→ **Problem to work on**: What do the lines say from the start of the entries through the one containing "methods have run."? Repeat them exactly.

Stored data entries
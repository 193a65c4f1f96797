//! Purpose: Blocking HTTP client for the licensed `/process` API.
//! Exports: `LicensedClient`, `StatusPolicy`, `DEFAULT_API_ENDPOINT`.
//! Role: Validates the license locally, then POSTs a JSON envelope and decodes the reply.
//! Invariants: The license is re-validated on every call; a rejected key never hits the network.
//! Invariants: The endpoint is fixed once the builder methods have run.
//! Invariants: Response bodies are owned by the call and released on every exit path.
#![allow(clippy::result_large_err)]

use super::envelope::{decode_response, encode_request, normalize_base_url, process_url};
use crate::core::error::{Error, ErrorKind};
use crate::core::license::{Tier, license_matches};
use serde::Serialize;
use serde::de::DeserializeOwned;
use serde_json::{Map, Value};
use std::fmt;
use std::io::Cursor;
use std::path::Path;
use std::sync::Arc;
use std::time::Duration;
use tracing::{debug, trace};
use url::Url;

type ApiResult<T> = Result<T, Error>;

pub const DEFAULT_API_ENDPOINT: &str = "https://api.yourpackage.com";

/// How non-success HTTP statuses are treated.
#[derive(Clone, Copy, Debug, Default, Eq, PartialEq)]
pub enum StatusPolicy {
    /// Decode the body whatever the status.
    #[default]
    Lenient,
    /// Fail 4xx/5xx replies with `ErrorKind::Status`.
    Strict,
}

#[derive(Clone)]
pub struct LicensedClient {
    inner: Arc<ClientInner>,
}

#[derive(Clone)]
struct ClientInner {
    license_key: String,
    tier: String,
    api_endpoint: Url,
    process_url: Url,
    timeout: Option<Duration>,
    status_policy: StatusPolicy,
    tls_config: Option<Arc<ureq::rustls::ClientConfig>>,
    agent: ureq::Agent,
}

impl LicensedClient {
    /// Builds a client for `tier`. Paid tiers need a non-empty key; its
    /// shape is only checked when a call is made.
    pub fn new(license_key: impl Into<String>, tier: impl Into<String>) -> ApiResult<Self> {
        let license_key = license_key.into();
        let tier = tier.into();
        if license_key.is_empty() && tier != Tier::Free.as_str() {
            return Err(Error::new(ErrorKind::Configuration)
                .with_message("license key required for paid tiers"));
        }
        let api_endpoint = normalize_base_url(DEFAULT_API_ENDPOINT)?;
        let process_url = process_url(&api_endpoint)?;
        Ok(Self {
            inner: Arc::new(ClientInner {
                license_key,
                tier,
                api_endpoint,
                process_url,
                timeout: None,
                status_policy: StatusPolicy::default(),
                tls_config: None,
                agent: build_agent(None, None),
            }),
        })
    }

    pub fn free() -> ApiResult<Self> {
        Self::new(String::new(), Tier::Free.as_str())
    }

    pub fn with_endpoint(mut self, base_url: impl AsRef<str>) -> ApiResult<Self> {
        let api_endpoint = normalize_base_url(base_url.as_ref())?;
        let process_url = process_url(&api_endpoint)?;
        let inner = Arc::make_mut(&mut self.inner);
        inner.api_endpoint = api_endpoint;
        inner.process_url = process_url;
        Ok(self)
    }

    pub fn with_timeout(mut self, timeout: Duration) -> Self {
        let inner = Arc::make_mut(&mut self.inner);
        inner.timeout = Some(timeout);
        inner.agent = build_agent(inner.timeout, inner.tls_config.clone());
        self
    }

    pub fn with_status_policy(mut self, policy: StatusPolicy) -> Self {
        Arc::make_mut(&mut self.inner).status_policy = policy;
        self
    }

    /// Trusts only the PEM certificates in `path` for TLS endpoints.
    pub fn with_tls_ca_file(mut self, path: impl AsRef<Path>) -> ApiResult<Self> {
        let path = path.as_ref();
        let cert_bytes = std::fs::read(path).map_err(|err| {
            Error::new(ErrorKind::Configuration)
                .with_message(format!(
                    "failed to read TLS CA/certificate file {}",
                    path.display()
                ))
                .with_source(err)
        })?;
        let mut cert_reader = Cursor::new(cert_bytes);
        let certs = rustls_pemfile::certs(&mut cert_reader)
            .collect::<Result<Vec<_>, _>>()
            .map_err(|err| {
                Error::new(ErrorKind::Configuration)
                    .with_message(format!(
                        "failed to parse TLS CA/certificate file {}",
                        path.display()
                    ))
                    .with_source(err)
            })?;
        if certs.is_empty() {
            return Err(Error::new(ErrorKind::Configuration).with_message(format!(
                "TLS CA/certificate file {} contains no certificates",
                path.display()
            )));
        }

        let _ = ureq::rustls::crypto::aws_lc_rs::default_provider().install_default();
        let mut root_store = ureq::rustls::RootCertStore::empty();
        let (added, _) = root_store.add_parsable_certificates(certs);
        if added == 0 {
            return Err(Error::new(ErrorKind::Configuration).with_message(format!(
                "TLS CA/certificate file {} contains no parsable certificates",
                path.display()
            )));
        }

        let tls_config = ureq::rustls::ClientConfig::builder()
            .with_root_certificates(root_store)
            .with_no_client_auth();
        let inner = Arc::make_mut(&mut self.inner);
        inner.tls_config = Some(Arc::new(tls_config));
        inner.agent = build_agent(inner.timeout, inner.tls_config.clone());
        Ok(self)
    }

    /// Replaces the key and tier. The non-empty check from `new` is not
    /// repeated; the next call re-validates the pattern.
    pub fn set_license(&mut self, license_key: impl Into<String>, tier: impl Into<String>) {
        let inner = Arc::make_mut(&mut self.inner);
        inner.license_key = license_key.into();
        inner.tier = tier.into();
    }

    pub fn license_key(&self) -> &str {
        &self.inner.license_key
    }

    pub fn tier(&self) -> &str {
        &self.inner.tier
    }

    pub fn api_endpoint(&self) -> &Url {
        &self.inner.api_endpoint
    }

    pub fn process_url(&self) -> &Url {
        &self.inner.process_url
    }

    pub fn timeout(&self) -> Option<Duration> {
        self.inner.timeout
    }

    pub fn status_policy(&self) -> StatusPolicy {
        self.inner.status_policy
    }

    pub fn validate_license(&self) -> bool {
        license_matches(&self.inner.tier, &self.inner.license_key)
    }

    /// Sends `data` to `/process` and returns the decoded JSON object.
    pub fn api_call<T>(&self, data: &T) -> ApiResult<Map<String, Value>>
    where
        T: Serialize + ?Sized,
    {
        self.api_call_as(data)
    }

    /// Like [`api_call`](Self::api_call), decoding the reply into `R`.
    pub fn api_call_as<T, R>(&self, data: &T) -> ApiResult<R>
    where
        T: Serialize + ?Sized,
        R: DeserializeOwned,
    {
        let inner = &self.inner;
        if !self.validate_license() {
            debug!(tier = %inner.tier, "license key rejected");
            return Err(Error::new(ErrorKind::Authorization).with_message("invalid license key"));
        }

        let payload = encode_request(data, &inner.license_key, &inner.tier)?;
        let url = inner.process_url.as_str();
        debug!(tier = %inner.tier, url, bytes = payload.len(), "sending process request");

        let response = inner
            .agent
            .post(url)
            .set("Content-Type", "application/json")
            .send_string(&payload);

        let response = match response {
            Ok(resp) => resp,
            Err(ureq::Error::Status(code, resp)) => match inner.status_policy {
                StatusPolicy::Lenient => resp,
                StatusPolicy::Strict => {
                    drop(resp);
                    return Err(Error::new(ErrorKind::Status)
                        .with_message("remote returned error status")
                        .with_status(code)
                        .with_endpoint(url));
                }
            },
            Err(ureq::Error::Transport(err)) => {
                return Err(Error::new(ErrorKind::Transport)
                    .with_message("request failed")
                    .with_endpoint(url)
                    .with_source(err));
            }
        };

        let status = response.status();
        trace!(status, "received process response");
        decode_response(response.into_reader())
            .map_err(|err| err.with_status(status).with_endpoint(url))
    }
}

impl fmt::Debug for LicensedClient {
    fn fmt(&self, f: &mut fmt::Formatter<'_>) -> fmt::Result {
        f.debug_struct("LicensedClient")
            .field("tier", &self.inner.tier)
            .field("license_key", &"<redacted>")
            .field("api_endpoint", &self.inner.api_endpoint.as_str())
            .field("timeout", &self.inner.timeout)
            .field("status_policy", &self.inner.status_policy)
            .finish_non_exhaustive()
    }
}

fn build_agent(
    timeout: Option<Duration>,
    tls_config: Option<Arc<ureq::rustls::ClientConfig>>,
) -> ureq::Agent {
    let mut builder = ureq::AgentBuilder::new();
    if let Some(timeout) = timeout {
        builder = builder.timeout(timeout);
    }
    if let Some(tls_config) = tls_config {
        builder = builder.tls_config(tls_config);
    }
    builder.build()
}

#[cfg(test)]
mod tests {
    use super::{DEFAULT_API_ENDPOINT, LicensedClient, StatusPolicy};
    use crate::core::error::ErrorKind;
    use serde::ser::{Error as _, Serialize, Serializer};
    use serde_json::json;
    use std::io::Write;
    use std::time::Duration;

    // Nothing listens on the discard port; auth and encode failures must
    // surface before any connection is attempted.
    const UNREACHABLE: &str = "http://127.0.0.1:9";

    struct Unserializable;

    impl Serialize for Unserializable {
        fn serialize<S: Serializer>(&self, _serializer: S) -> Result<S::Ok, S::Error> {
            Err(S::Error::custom("value cannot be encoded"))
        }
    }

    #[test]
    fn paid_tier_requires_key() {
        for tier in ["basic", "pro", "enterprise", "gold"] {
            let err = LicensedClient::new("", tier).expect_err("missing key");
            assert_eq!(err.kind(), ErrorKind::Configuration, "tier {tier}");
        }
    }

    #[test]
    fn free_tier_allows_empty_key() {
        let client = LicensedClient::new("", "free").expect("client");
        assert_eq!(client.license_key(), "");
        assert!(client.validate_license());

        let client = LicensedClient::free().expect("client");
        assert_eq!(client.tier(), "free");
    }

    #[test]
    fn construction_stores_inputs_verbatim() {
        let client = LicensedClient::new("PRO_ABC", "Pro").expect("client");
        assert_eq!(client.license_key(), "PRO_ABC");
        assert_eq!(client.tier(), "Pro");
        assert!(!client.validate_license());
    }

    #[test]
    fn default_endpoint_and_settings() {
        let client = LicensedClient::new("bsc_0123456789abcdef", "basic").expect("client");
        assert_eq!(
            client.api_endpoint().as_str(),
            format!("{DEFAULT_API_ENDPOINT}/")
        );
        assert_eq!(
            client.process_url().as_str(),
            "https://api.yourpackage.com/process"
        );
        assert_eq!(client.timeout(), None);
        assert_eq!(client.status_policy(), StatusPolicy::Lenient);
    }

    #[test]
    fn builder_overrides_settings() {
        let client = LicensedClient::free()
            .expect("client")
            .with_endpoint("http://localhost:8080/v2")
            .expect("endpoint")
            .with_timeout(Duration::from_secs(5))
            .with_status_policy(StatusPolicy::Strict);
        assert_eq!(client.process_url().as_str(), "http://localhost:8080/v2/process");
        assert_eq!(client.timeout(), Some(Duration::from_secs(5)));
        assert_eq!(client.status_policy(), StatusPolicy::Strict);
    }

    #[test]
    fn with_endpoint_rejects_bad_urls() {
        let err = LicensedClient::free()
            .expect("client")
            .with_endpoint("ftp://example.com")
            .expect_err("scheme");
        assert_eq!(err.kind(), ErrorKind::Configuration);
    }

    #[test]
    fn set_license_is_revalidated() {
        let mut client = LicensedClient::new("bsc_0123456789abcdef", "basic").expect("client");
        assert!(client.validate_license());

        client.set_license("bsc_0123456789abcdef", "pro");
        assert!(!client.validate_license());

        client.set_license("pro_0123456789abcdef", "pro");
        assert!(client.validate_license());

        client.set_license("", "enterprise");
        assert!(!client.validate_license());
    }

    #[test]
    fn clones_are_independent_after_mutation() {
        let original = LicensedClient::new("bsc_0123456789abcdef", "basic").expect("client");
        let mut copy = original.clone();
        copy.set_license("junk", "basic");
        assert!(original.validate_license());
        assert!(!copy.validate_license());
    }

    #[test]
    fn invalid_license_fails_before_network() {
        let client = LicensedClient::new("bsc_0000000000000000", "pro")
            .expect("client")
            .with_endpoint(UNREACHABLE)
            .expect("endpoint");
        let err = client.api_call(&json!({"x": 1})).expect_err("auth");
        assert_eq!(err.kind(), ErrorKind::Authorization);
        assert_eq!(err.message(), Some("invalid license key"));
    }

    #[test]
    fn unknown_tier_fails_authorization() {
        let client = LicensedClient::new("bsc_0123456789abcdef", "gold")
            .expect("client")
            .with_endpoint(UNREACHABLE)
            .expect("endpoint");
        let err = client.api_call(&json!({})).expect_err("auth");
        assert_eq!(err.kind(), ErrorKind::Authorization);
    }

    #[test]
    fn unserializable_payload_fails_before_network() {
        let client = LicensedClient::free()
            .expect("client")
            .with_endpoint(UNREACHABLE)
            .expect("endpoint");
        let err = client.api_call(&Unserializable).expect_err("encode");
        assert_eq!(err.kind(), ErrorKind::Serialization);
    }

    #[test]
    fn debug_output_redacts_key() {
        let client = LicensedClient::new("ent_0123456789abcdef", "enterprise").expect("client");
        let rendered = format!("{client:?}");
        assert!(rendered.contains("enterprise"));
        assert!(!rendered.contains("ent_0123456789abcdef"));
    }

    #[test]
    fn tls_ca_file_must_exist() {
        let dir = tempfile::tempdir().expect("tempdir");
        let err = LicensedClient::free()
            .expect("client")
            .with_tls_ca_file(dir.path().join("missing.pem"))
            .expect_err("missing");
        assert_eq!(err.kind(), ErrorKind::Configuration);
    }

    #[test]
    fn tls_ca_file_without_certificates_is_rejected() {
        let mut file = tempfile::NamedTempFile::new().expect("file");
        file.write_all(b"not a certificate\n").expect("write");
        let err = LicensedClient::free()
            .expect("client")
            .with_tls_ca_file(file.path())
            .expect_err("empty");
        assert_eq!(err.kind(), ErrorKind::Configuration);
        assert!(err.message().unwrap_or_default().contains("no certificates"));
    }
}
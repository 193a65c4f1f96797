use std::error::Error as StdError;
use std::fmt;

#[derive(Clone, Copy, Debug, Eq, PartialEq)]
pub enum ErrorKind {
    /// Client could not be built from the given inputs.
    Configuration,
    /// License key does not match its tier's pattern.
    Authorization,
    Serialization,
    Transport,
    Deserialization,
    /// Non-success HTTP status under `StatusPolicy::Strict`.
    Status,
}

#[derive(Debug)]
pub struct Error {
    kind: ErrorKind,
    message: Option<String>,
    status: Option<u16>,
    endpoint: Option<String>,
    source: Option<Box<dyn StdError + Send + Sync>>,
}

impl Error {
    pub fn new(kind: ErrorKind) -> Self {
        Self {
            kind,
            message: None,
            status: None,
            endpoint: None,
            source: None,
        }
    }

    pub fn kind(&self) -> ErrorKind {
        self.kind
    }

    pub fn message(&self) -> Option<&str> {
        self.message.as_deref()
    }

    pub fn status(&self) -> Option<u16> {
        self.status
    }

    pub fn endpoint(&self) -> Option<&str> {
        self.endpoint.as_deref()
    }

    pub fn with_message(mut self, message: impl Into<String>) -> Self {
        self.message = Some(message.into());
        self
    }

    pub fn with_status(mut self, status: u16) -> Self {
        self.status = Some(status);
        self
    }

    pub fn with_endpoint(mut self, endpoint: impl Into<String>) -> Self {
        self.endpoint = Some(endpoint.into());
        self
    }

    pub fn with_source(mut self, source: impl StdError + Send + Sync + 'static) -> Self {
        self.source = Some(Box::new(source));
        self
    }
}

impl fmt::Display for Error {
    fn fmt(&self, f: &mut fmt::Formatter<'_>) -> fmt::Result {
        write!(f, "{:?}", self.kind)?;
        if let Some(message) = &self.message {
            write!(f, ": {message}")?;
        }
        if let Some(status) = self.status {
            write!(f, " (status: {status})")?;
        }
        if let Some(endpoint) = &self.endpoint {
            write!(f, " (endpoint: {endpoint})")?;
        }
        Ok(())
    }
}

impl StdError for Error {
    fn source(&self) -> Option<&(dyn StdError + 'static)> {
        self.source
            .as_ref()
            .map(|source| source.as_ref() as &(dyn StdError + 'static))
    }
}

→ **Answer for the task**:
repository 193a65c4f1f96797
//! Purpose: Blocking HTTP client for the licensed `/process` API.
//! Exports: `LicensedClient`, `StatusPolicy`, `DEFAULT_API_ENDPOINT`.
//! Role: Validates the license locally, then POSTs a JSON envelope and decodes the reply.
//! Invariants: The license is re-validated on every call; a rejected key never hits the network.
//! Invariants: The endpoint is fixed once the builder methods have run.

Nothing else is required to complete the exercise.